What Use an Inquiry?

How many times have we heard victims of injustice or incident call for an inquiry to ensure that it “never happens again”?

However, in almost all cases the inquiry, review, commission will lead to recommendations that do not address the root of the problem or they address a problem that doesn’t exist and can actually end up having very negative consequences.

Examples of the former are the various defence reviews that we have had over that last fifteen years all of which we have been told have been carried out to  make sure that our armed services are best placed to deal with present and future challenges. However, in virtually every case they have instead been used to see what more can be sliced from the budget to spend on voter bribes. An example of the latter is the Maxwell pension review which made sweeping recommendations that have lead to the closure of most final salary pension schemes. It has also lead to a drastic reduction in the percentage of pension funds invested in equities which has had a very detrimental on the fortunes of the UK stockmarket.

In virtually all cases and most recently in the Horizon debacle, the root cause is a dishonest political expediency in decision making. One of the most shocking aspects of Horizon is that despite a group of dedicated Parliamentarians banging on about this for nearly twenty years it has taken a TV drama to actually galvanise the Government to address the issue and sort it out. However, one can see the seeds of the next problem in that the hunt is now on for scapegoats and almost certainly there will be further injustices as a result.

We have seen the same sort of dishonesty with the Windrush, Hillsborough, Grenfell, Bloody Sunday and Manchester Arena events. In every situation we see the Establishment actors diving for cover and excusing themselves and then as time passes information comes out that implicates them in one way or the other.

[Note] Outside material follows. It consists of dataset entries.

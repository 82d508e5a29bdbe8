//! Authentication and credential utilities
//!
//! Provides:
//! - JWT token generation and validation
//! - Password hashing and verification (argon2)
//! - Password reset token generation and digesting

use crate::errors::{AppError, Result};
use argon2::{
    password_hash::{rand_core::OsRng, PasswordHash, PasswordHasher, PasswordVerifier, SaltString},
    Argon2,
};
use chrono::{Duration, Utc};
use jsonwebtoken::{decode, encode, DecodingKey, EncodingKey, Header, Validation};
use serde::{Deserialize, Serialize};
use sha2::{Digest, Sha256};

/// JWT claims structure
#[derive(Debug, Serialize, Deserialize)]
pub struct JwtClaims {
    /// Subject (user ID)
    pub sub: String,

    /// Expiration time (Unix timestamp)
    pub exp: i64,

    /// Issued at (Unix timestamp)
    pub iat: i64,
}

/// JWT token manager
pub struct JwtManager {
    encoding_key: EncodingKey,
    decoding_key: DecodingKey,
    expiration_secs: i64,
}

impl JwtManager {
    /// Create a new JWT manager with the given secret
    pub fn new(secret: &str, expiration_secs: u64) -> Self {
        Self {
            encoding_key: EncodingKey::from_secret(secret.as_bytes()),
            decoding_key: DecodingKey::from_secret(secret.as_bytes()),
            expiration_secs: expiration_secs as i64,
        }
    }

    /// Generate a new JWT token for a user
    pub fn generate_token(&self, user_id: i64) -> Result<String> {
        let now = Utc::now();
        let exp = now + Duration::seconds(self.expiration_secs);

        let claims = JwtClaims {
            sub: user_id.to_string(),
            exp: exp.timestamp(),
            iat: now.timestamp(),
        };

        encode(&Header::default(), &claims, &self.encoding_key).map_err(|e| AppError::Internal {
            message: format!("Failed to generate token: {}", e),
        })
    }

    /// Validate a token and return the user ID it was issued for
    pub fn validate_token(&self, token: &str) -> Result<i64> {
        let claims = decode::<JwtClaims>(token, &self.decoding_key, &Validation::default())
            .map(|data| data.claims)
            .map_err(|e| match e.kind() {
                jsonwebtoken::errors::ErrorKind::ExpiredSignature => AppError::ExpiredToken,
                _ => AppError::Unauthorized {
                    message: "Invalid token".to_string(),
                },
            })?;

        claims.sub.parse::<i64>().map_err(|_| AppError::Unauthorized {
            message: "Invalid token subject".to_string(),
        })
    }
}

/// Hash a password for storage
pub fn hash_password(password: &str) -> Result<String> {
    let salt = SaltString::generate(&mut OsRng);
    Argon2::default()
        .hash_password(password.as_bytes(), &salt)
        .map(|hash| hash.to_string())
        .map_err(|e| AppError::Internal {
            message: format!("Failed to hash password: {}", e),
        })
}

/// Verify a password against a stored hash
pub fn verify_password(password: &str, stored_hash: &str) -> Result<bool> {
    let parsed = PasswordHash::new(stored_hash).map_err(|e| AppError::Internal {
        message: format!("Stored password hash is malformed: {}", e),
    })?;

    Ok(Argon2::default()
        .verify_password(password.as_bytes(), &parsed)
        .is_ok())
}

/// Generate a new password reset token (returned raw to the caller)
pub fn generate_reset_token() -> String {
    let random_bytes: [u8; 32] = rand::random();
    hex::encode(random_bytes)
}

/// Digest a reset token for storage; only the digest is persisted
pub fn hash_reset_token(token: &str) -> String {
    let mut hasher = Sha256::new();
    hasher.update(token.as_bytes());
    hex::encode(hasher.finalize())
}

/// Extract the bearer token from an Authorization header value
pub fn extract_bearer_token(auth_header: &str) -> Option<&str> {
    auth_header.strip_prefix("Bearer ")
}

#[cfg(test)]
mod tests {
    use super::*;
    use tokio_test::assert_ok;

    #[test]
    fn test_jwt_roundtrip() {
        let manager = JwtManager::new("test_secret", 3600);

        let token = assert_ok!(manager.generate_token(42));
        let user_id = assert_ok!(manager.validate_token(&token));

        assert_eq!(user_id, 42);
    }

    #[test]
    fn test_jwt_rejects_wrong_secret() {
        let manager = JwtManager::new("test_secret", 3600);
        let other = JwtManager::new("other_secret", 3600);

        let token = manager.generate_token(42).unwrap();
        assert!(other.validate_token(&token).is_err());
    }

    #[test]
    fn test_jwt_rejects_garbage() {
        let manager = JwtManager::new("test_secret", 3600);
        assert!(manager.validate_token("not-a-token").is_err());
    }

    #[test]
    fn test_password_roundtrip() {
        let hash = hash_password("hunter2hunter2").unwrap();
        assert!(verify_password("hunter2hunter2", &hash).unwrap());
        assert!(!verify_password("wrong-password", &hash).unwrap());
    }

    #[test]
    fn test_password_hashes_are_salted() {
        let a = hash_password("same-password").unwrap();
        let b = hash_password("same-password").unwrap();
        assert_ne!(a, b);
    }

    #[test]
    fn test_reset_token_shape() {
        let token = generate_reset_token();
        assert_eq!(token.len(), 64);
        assert_ne!(token, generate_reset_token());
    }

    #[test]
    fn test_reset_token_digest_is_stable() {
        let token = generate_reset_token();
        assert_eq!(hash_reset_token(&token), hash_reset_token(&token));
        assert_ne!(hash_reset_token(&token), token);
    }

    #[test]
    fn test_extract_bearer_token() {
        assert_eq!(extract_bearer_token("Bearer abc123"), Some("abc123"));
        assert_eq!(extract_bearer_token("abc123"), None);
        assert_eq!(extract_bearer_token("Basic abc"), None);
    }
}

I would suggest that there are some pretty rich pickings as to where the next examples are going to come to light. Post pandemic excess deaths is definitely one, the Government resolutely refuses to acknowledge the problem. A connected issue is the rate of post vaccination hospitalisations and indeed not only have the Government put their fingers in their ears whenever this is brought up but have expelled from the party the MP; Andrew Bridgen, who has been trying to get this looked into

Another area is the defence of the realm which despite the warm words from the secretary of state is in a very parlous state. As an island nation we are dependent for 80% of our imports coming by sea and in the event of any sort of war it will become vital to our survival that this trade is protected from attack above and below the sea as well as from the air and mines. With barely a dozen frigates and destroyers available this is just not possible. The Royal Navy was a leader in mine hunting and clearance, however, this service  has been allowed to wither away and there are no longer enough minesweepers available to cover the approaches to each of our main ports. Here the present dysfunction in the Royal Navy began with a refusal by Gordon Brown to fund Mr Blair’s wars from the ‘Contingency Reserve’ so six of the twelve Type 45 destroyers that were going to be built were cancelled and the Type 26 program was reduced and delayed. This was then compounded by the ‘Strategic Defence Review’ of 2010 that cut the Royal Navy fleet to 19 frigates and Destroyers which has quietly been further pared down by a further four in part because of recruitment problems. These have largely been brought on by the idiotic cost cutting measure of outsourcing  recruitment to a contractor. In addition to the cuts of the 2010 SDR, George Osborne transferred Service Pensions and the cost of the Strategic Deterrent from the Treasury to the MOD budget, so that Britain could be seen to be hitting the NATO 2% of GDP minimum without actually in reality doing so.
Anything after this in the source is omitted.